Les Russes semblent catégoriques. Il n’y aura pas de renouvellement de l’accord sur les céréales. Leur émissaire auprès des Nations unies à Genève a déclaré qu’il n’y avait aucune raison de prolonger le «statu quo» de l’accord sur les exportations de céréales en mer Noire qui expire le 18 juillet courant.
Cet accord, chapeauté par l’ONU et la Turquie en juillet 2022, vise à réduire les craintes d’une crise alimentaire mondiale en permettant à l’Ukraine d’exporter ses céréales via la mer Noire. L’arrêt des exportations ukrainiennes avait entrainé une flambée des cours du blé et des oléagineux, contribuant à la flambée des prix au niveau mondial en 2022. Dix mois après sa signature, l’accord avait permis à l’Ukraine d’exporter plus de 30 millions de tonnes de céréales vers le reste du monde.

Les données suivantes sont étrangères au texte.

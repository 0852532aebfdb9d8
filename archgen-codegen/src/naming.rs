//! Naming conventions and name disambiguation.
//!
//! A [`NameTable`] is one collision scope: the run-wide type-name scope or
//! the field scope of a single record. Names are claimed from a sequence of
//! ever wider candidates; when all of them are taken a numeric suffix is
//! appended to the widest one.

use std::collections::HashMap;

use archgen_manifest::Language;
use tracing::trace;

/// Separator between the segments of a name label.
pub const SEGMENT_SEPARATOR: char = '_';

/// Language-specific naming constraints.
#[derive(Debug, Clone, Copy)]
pub struct NamingConvention {
    /// Words that may not be used as identifiers.
    pub reserved_words: &'static [&'static str],
}

impl NamingConvention {
    /// Naming convention for a target language.
    pub fn for_language(language: Language) -> &'static NamingConvention {
        match language {
            Language::Rust => &RUST_NAMING,
            Language::TypeScript => &TYPESCRIPT_NAMING,
            Language::Go => &GO_NAMING,
        }
    }

    /// Check if a name is a reserved word.
    pub fn is_reserved(&self, name: &str) -> bool {
        self.reserved_words.contains(&name)
    }

    /// Check that a name is a well-formed, non-reserved identifier.
    pub fn is_valid_identifier(&self, name: &str) -> bool {
        let mut chars = name.chars();
        let well_formed = matches!(chars.next(), Some(c) if c.is_ascii_alphabetic() || c == '_')
            && chars.all(|c| c.is_ascii_alphanumeric() || c == '_');
        well_formed && !self.is_reserved(name)
    }
}

/// Rust naming conventions.
pub const RUST_NAMING: NamingConvention = NamingConvention {
    reserved_words: &[
        "as", "async", "await", "break", "const", "continue", "crate", "dyn", "else", "enum",
        "extern", "false", "fn", "for", "if", "impl", "in", "let", "loop", "match", "mod", "move",
        "mut", "pub", "ref", "return", "self", "Self", "static", "struct", "super", "trait",
        "true", "type", "unsafe", "use", "where", "while", "abstract", "become", "box", "do",
        "final", "macro", "override", "priv", "try", "typeof", "unsized", "virtual", "yield",
    ],
};

/// TypeScript naming conventions.
pub const TYPESCRIPT_NAMING: NamingConvention = NamingConvention {
    reserved_words: &[
        "break", "case", "catch", "class", "const", "continue", "debugger", "default", "delete",
        "do", "else", "enum", "export", "extends", "false", "finally", "for", "function", "if",
        "import", "in", "instanceof", "new", "null", "return", "super", "switch", "this", "throw",
        "true", "try", "typeof", "var", "void", "while", "with", "as", "implements", "interface",
        "let", "package", "private", "protected", "public", "static", "yield", "any", "boolean",
        "constructor", "declare", "get", "module", "require", "number", "set", "string",
        "symbol", "type", "from", "of", "async", "await",
    ],
};

/// Go naming conventions.
pub const GO_NAMING: NamingConvention = NamingConvention {
    reserved_words: &[
        "break",
        "case",
        "chan",
        "const",
        "continue",
        "default",
        "defer",
        "else",
        "fallthrough",
        "for",
        "func",
        "go",
        "goto",
        "if",
        "import",
        "interface",
        "map",
        "package",
        "range",
        "return",
        "select",
        "struct",
        "switch",
        "type",
        "var",
    ],
};

/// Split a name label into its non-blank segments, outermost first.
pub fn split_segments(label: &str) -> Vec<&str> {
    label
        .split(SEGMENT_SEPARATOR)
        .filter(|s| !s.trim().is_empty())
        .collect()
}

/// Labels to try for a segment list, innermost segment alone first, then
/// progressively including outer segments.
pub fn widening_labels(segments: &[&str], prefix: Option<&str>) -> Vec<String> {
    (1..=segments.len().max(1))
        .map(|width| {
            let start = segments.len().saturating_sub(width);
            let joined = segments[start..].join("_");
            match prefix {
                Some(prefix) => format!("{}_{}", prefix, joined),
                None => joined,
            }
        })
        .collect()
}

/// A name claimed from a [`NameTable`].
#[derive(Debug, Clone, PartialEq, Eq)]
pub struct Claimed {
    pub name: String,
    /// True when every candidate was taken and a numeric suffix was added.
    pub suffixed: bool,
}

/// One name-collision scope.
#[derive(Debug, Clone, Default)]
pub struct NameTable {
    /// Times each base name has been handed out.
    counts: HashMap<String, usize>,
}

impl NameTable {
    pub fn new() -> Self {
        Self::default()
    }

    pub fn contains(&self, name: &str) -> bool {
        self.counts.contains_key(name)
    }

    pub fn len(&self) -> usize {
        self.counts.len()
    }

    pub fn is_empty(&self) -> bool {
        self.counts.is_empty()
    }

    /// Claim the first free, valid candidate.
    ///
    /// Falls back to suffixing the last candidate with the next free count.
    /// The accepted name is always recorded in the table.
    pub fn claim<I>(&mut self, candidates: I, naming: &NamingConvention) -> Claimed
    where
        I: IntoIterator<Item = String>,
    {
        let mut last = None;
        for candidate in candidates {
            if !self.contains(&candidate) && naming.is_valid_identifier(&candidate) {
                self.counts.insert(candidate.clone(), 1);
                return Claimed {
                    name: candidate,
                    suffixed: false,
                };
            }
            trace!(candidate = %candidate, "name unavailable, widening");
            last = Some(candidate);
        }

        let base = last.unwrap_or_else(|| "_".to_string());
        let mut count = self.counts.get(&base).copied().unwrap_or(0);
        let name = loop {
            count += 1;
            let name = format!("{}{}", base, count);
            if !self.contains(&name) && naming.is_valid_identifier(&name) {
                break name;
            }
        };
        self.counts.insert(base, count);
        self.counts.insert(name.clone(), 1);
        Claimed {
            name,
            suffixed: true,
        }
    }
}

Pour justifier leur refus, les Russes avancent deux raisons: l’une sécuritaire, en annonçant que l’Ukraine continue d’attaquer ses navires, et, l’autre politique, en soulignant que les demandes de Moscou pour la réintégration de la banque agricole Rosselkhozbank au système de paiement Swift duquel les banques russes ont été exclues par les pays occidentaux dans le cadre des sanctions contre Moscou suite à l’invasion de l’Ukraine, ne sont pas actées.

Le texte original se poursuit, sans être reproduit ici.